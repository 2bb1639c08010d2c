//! Caller IP blacklist, persisted as a JSON array.

use std::path::{Path, PathBuf};
use std::sync::{Mutex, PoisonError};

use dashmap::DashSet;
use tracing::info;

use super::file::{load_or_create, write_json};
use super::StoreError;

/// Set of caller IPs whose calls and connections are refused.
#[derive(Debug, Default)]
pub struct Blacklist {
    path: Option<PathBuf>,
    ips: DashSet<String>,
    /// Held across insert, snapshot and write so the file never regresses.
    persist: Mutex<()>,
}

impl Blacklist {
    /// Load the blacklist file, creating an empty one when absent.
    pub fn load_or_create(path: &Path) -> Result<Self, StoreError> {
        let ips: Vec<String> = load_or_create(path, Vec::new())?;
        Ok(Self {
            path: Some(path.to_path_buf()),
            ips: ips.into_iter().collect(),
            persist: Mutex::default(),
        })
    }

    /// A blacklist that is never written to disk.
    #[must_use]
    pub fn in_memory(ips: impl IntoIterator<Item = String>) -> Self {
        Self {
            path: None,
            ips: ips.into_iter().collect(),
            persist: Mutex::default(),
        }
    }

    #[must_use]
    pub fn contains(&self, ip: &str) -> bool {
        self.ips.contains(ip)
    }

    /// Add an IP and persist the whole list.
    pub fn insert(&self, ip: impl Into<String>) -> Result<bool, StoreError> {
        let ip = ip.into();
        let _persist = self.persist.lock().unwrap_or_else(PoisonError::into_inner);
        if !self.ips.insert(ip.clone()) {
            return Ok(false);
        }
        info!(ip = %ip, "IP blacklisted");

        if let Some(path) = &self.path {
            let mut all: Vec<String> = self.ips.iter().map(|entry| entry.key().clone()).collect();
            all.sort();
            write_json(path, &all)?;
        }
        Ok(true)
    }

    #[must_use]
    pub fn len(&self) -> usize {
        self.ips.len()
    }

    #[must_use]
    pub fn is_empty(&self) -> bool {
        self.ips.is_empty()
    }
}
+ + + + +
TASK TO CARRY OUT: Return the records given above in their entirety, word for word.

YOUR SOLUTION:
repository 2bb1639c08010d2c
//! Caller IP blacklist, persisted as a JSON array.

use std::path::{Path, PathBuf};
use std::sync::{Mutex, PoisonError};

use dashmap::DashSet;
use tracing::info;

use super::file::{load_or_create, write_json};
use super::StoreError;

/// Set of caller IPs whose calls and connections are refused.
#[derive(Debug, Default)]
pub struct Blacklist {
    path: Option<PathBuf>,
    ips: DashSet<String>,
    /// Held across insert, snapshot and write so the file never regresses.
    persist: Mutex<()>,
}

impl Blacklist {
    /// Load the blacklist file, creating an empty one when absent.
    pub fn load_or_create(path: &Path) -> Result<Self, StoreError> {
        let ips: Vec<String> = load_or_create(path, Vec::new())?;
        Ok(Self {
            path: Some(path.to_path_buf()),
            ips: ips.into_iter().collect(),
            persist: Mutex::default(),
        })
    }

    /// A blacklist that is never written to disk.
    #[must_use]
    pub fn in_memory(ips: impl IntoIterator<Item = String>) -> Self {
        Self {
            path: None,
            ips: ips.into_iter().collect(),
            persist: Mutex::default(),
        }
    }

    #[must_use]
    pub fn contains(&self, ip: &str) -> bool {
        self.ips.contains(ip)
    }

    /// Add an IP and persist the whole list.
    pub fn insert(&self, ip: impl Into<String>) -> Result<bool, StoreError> {
        let ip = ip.into();
        let _persist = self.persist.lock().unwrap_or_else(PoisonError::into_inner);
        if !self.ips.insert(ip.clone()) {
            return Ok(false);
        }
        info!(ip = %ip, "IP blacklisted");

        if let Some(path) = &self.path {
            let mut all: Vec<String> = self.ips.iter().map(|entry| entry.key().clone()).collect();
            all.sort();
            write_json(path, &all)?;
        }
        Ok(true)
    }

    #[must_use]
    pub fn len(&self) -> usize {
        self.ips.len()
    }

    #[must_use]
    pub fn is_empty(&self) -> bool {
        self.ips.is_empty()
    }
}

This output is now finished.